Role of the Amino Latch of Staphylococcal α-Hemolysin in Pore Formation: A CO-OPERATIVE INTERACTION BETWEEN THE N TERMINUS AND POSITION 217

Abstract

Staphylococcal alpha-hemolysin (alphaHL) is a beta barrel pore-forming toxin that is secreted by the bacterium as a water-soluble monomeric protein. Upon binding to susceptible cells, alphaHL assembles via an inactive prepore to form a water-filled homoheptameric transmembrane pore. The N terminus of alphaHL, which in the crystal structure of the fully assembled pore forms a latch between adjacent subunits, has been thought to play a vital role in the prepore to pore conversion.

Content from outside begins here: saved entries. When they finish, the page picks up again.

//! Array conversion.
//!
//! Relational arrays become nested tables keyed by the real subscripts, so
//! lower bounds survive the trip. In the other direction the array's shape
//! is discovered from the table: each nesting level is a dimension whose
//! bounds are the smallest and largest integer keys seen at that level, and
//! subscripts with no value are NULL.

use super::Marshaler;
use crate::script::{ScriptKey, ScriptTable, ScriptValue};
use crate::types::{oid, Oid, TypeKind};
use crate::value::{ArrayDim, ArrayValue, Datum};
use crate::{Error, Result};

pub(super) fn to_script(m: &Marshaler<'_>, arr: &ArrayValue, element: Oid) -> Result<ScriptValue> {
    if arr.is_empty() {
        return Ok(ScriptValue::Table(ScriptTable::new()));
    }
    let dims = arr.dims();
    let strides = strides(dims);
    build_level(m, arr, element, &strides, 0, 0).map(ScriptValue::Table)
}

fn strides(dims: &[ArrayDim]) -> Vec<usize> {
    let mut strides = vec![1usize; dims.len()];
    for d in (0..dims.len().saturating_sub(1)).rev() {
        strides[d] = strides[d + 1] * dims[d + 1].len;
    }
    strides
}

fn build_level(
    m: &Marshaler<'_>,
    arr: &ArrayValue,
    element: Oid,
    strides: &[usize],
    level: usize,
    base: usize,
) -> Result<ScriptTable> {
    let dim = arr.dims()[level];
    let last = level + 1 == arr.ndims();
    let mut table = ScriptTable::new();
    for i in 0..dim.len {
        let key = ScriptKey::Integer(dim.lower as i64 + i as i64);
        let offset = base + i * strides[level];
        if last {
            if let Some(datum) = &arr.elements()[offset] {
                table.insert(key, m.to_script(Some(datum), element)?);
            }
        } else {
            let sub = build_level(m, arr, element, strides, level + 1, offset)?;
            table.insert(key, ScriptValue::Table(sub));
        }
    }
    Ok(table)
}

/// Tables are leaf values, not sub-dimensions, for row and json elements.
fn tables_are_leaves(m: &Marshaler<'_>, element: Oid) -> Result<bool> {
    let (desc, _) = m.types.resolve_domain(m.host, element, -1)?;
    Ok(desc.is_row() || desc.oid == oid::JSON)
}

struct Shape {
    bounds: Vec<(i64, i64)>,
    max_dims: usize,
    leaf_tables: bool,
}

impl Shape {
    /// Records the keys of `table` at `level` and returns the number of
    /// dimensions from this level down, or `None` for an empty table.
    fn scan(&mut self, table: &ScriptTable, level: usize) -> Result<Option<usize>> {
        let mut depth: Option<usize> = None;
        for (key, value) in table {
            let index = match key {
                ScriptKey::Integer(i) => *i,
                ScriptKey::String(_) => continue,
            };
            if level >= self.max_dims {
                return Err(Error::conversion(format!(
                    "number of array dimensions exceeds the maximum allowed ({})",
                    self.max_dims
                )));
            }
            if index < i32::MIN as i64 || index > i32::MAX as i64 {
                return Err(Error::conversion(format!("array subscript {} is out of range", index)));
            }
            if self.bounds.len() <= level {
                self.bounds.push((index, index));
            } else {
                let (lo, hi) = &mut self.bounds[level];
                *lo = (*lo).min(index);
                *hi = (*hi).max(index);
            }

            let below = match value {
                ScriptValue::Table(sub) if !self.leaf_tables => self.scan(sub, level + 1)?.map(|d| d + 1),
                _ => Some(1),
            };
            match (depth, below) {
                (None, b) => depth = b,
                (Some(a), Some(b)) if a != b => {
                    return Err(Error::conversion(
                        "multidimensional arrays must have sub-arrays with matching dimensions",
                    ))
                }
                _ => {}
            }
        }
        Ok(depth)
    }
}

pub(super) fn to_relational(m: &Marshaler<'_>, value: &ScriptValue, element: Oid) -> Result<Datum> {
    let table = match value {
        ScriptValue::Table(t) => t,
        other => return Err(Error::conversion(format!("cannot convert {} to an array", other.type_name()))),
    };

    let mut shape = Shape {
        bounds: Vec::new(),
        max_dims: m.options.max_array_dims,
        leaf_tables: tables_are_leaves(m, element)?,
    };
    let ndims = match shape.scan(table, 0)? {
        Some(n) => n,
        None => return Ok(Datum::Array(ArrayValue::empty(element))),
    };

    let dims: Vec<ArrayDim> = shape.bounds[..ndims]
        .iter()
        .map(|(lo, hi)| ArrayDim::new((hi - lo + 1) as usize, *lo as i32))
        .collect();

    // element slots count against the ceiling before anything is converted
    let limit = m.options.max_alloc_size;
    let max_slots = limit / std::mem::size_of::<Option<Datum>>();
    let mut nitems = 1usize;
    for d in &dims {
        nitems = nitems
            .checked_mul(d.len)
            .filter(|n| *n <= max_slots)
            .ok_or_else(|| Error::size(format!("array size exceeds the maximum allowed ({})", limit)))?;
    }

    let strides = strides(&dims);
    let mut elements: Vec<Option<Datum>> = vec![None; nitems];
    fill(m, table, element, &dims, &strides, 0, 0, &mut elements)?;

    let arr = ArrayValue::new(element, dims, elements)?;
    let elem_desc = m.types.get(m.host, element)?;
    let (len, align) = match &elem_desc.kind {
        TypeKind::Domain { base, .. } => {
            let base = m.types.get(m.host, *base)?;
            (base.len, base.align)
        }
        _ => (elem_desc.len, elem_desc.align),
    };
    let size = arr.encoded_size_for(len, align);
    if size > limit {
        return Err(Error::size(format!(
            "array size {} exceeds the maximum allowed ({})",
            size, limit
        )));
    }
    Ok(Datum::Array(arr))
}

#[allow(clippy::too_many_arguments)]
fn fill(
    m: &Marshaler<'_>,
    table: &ScriptTable,
    element: Oid,
    dims: &[ArrayDim],
    strides: &[usize],
    level: usize,
    base: usize,
    out: &mut [Option<Datum>],
) -> Result<()> {
    let last = level + 1 == dims.len();
    for (key, value) in table {
        let index = match key {
            ScriptKey::Integer(i) => *i,
            ScriptKey::String(_) => continue,
        };
        let offset = base + (index - dims[level].lower as i64) as usize * strides[level];
        if last {
            out[offset] = m.to_relational(value, element, -1)?;
        } else if let ScriptValue::Table(sub) = value {
            fill(m, sub, element, dims, strides, level + 1, offset, out)?;
        }
    }
    Ok(())
}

For example, the deletion of two N-terminal residues produced a completely inactive protein that was arrested in assembly at the prepore stage. In the present study, we have re-examined assembly with a comprehensive set of truncation mutants. Surprisingly, we found that after truncation of up to 17 amino acids, the ability of alphaHL to form functional pores was diminished, but still substantial. We then discovered that the mutation Ser(217) --> Asn, which was present in our original set of truncations but not in the new ones, promotes complete inactivation upon truncation of the N terminus. Therefore, the N terminus of alphaHL cannot be critical for the prepore to pore transformation as previously thought. Residue 217 is involved in the assembly process and must interact indirectly with the distant N terminus during the last step in pore formation. In addition, we provide evidence that an intact N terminus prevents the premature oligomerization of alphaHL monomers in solution.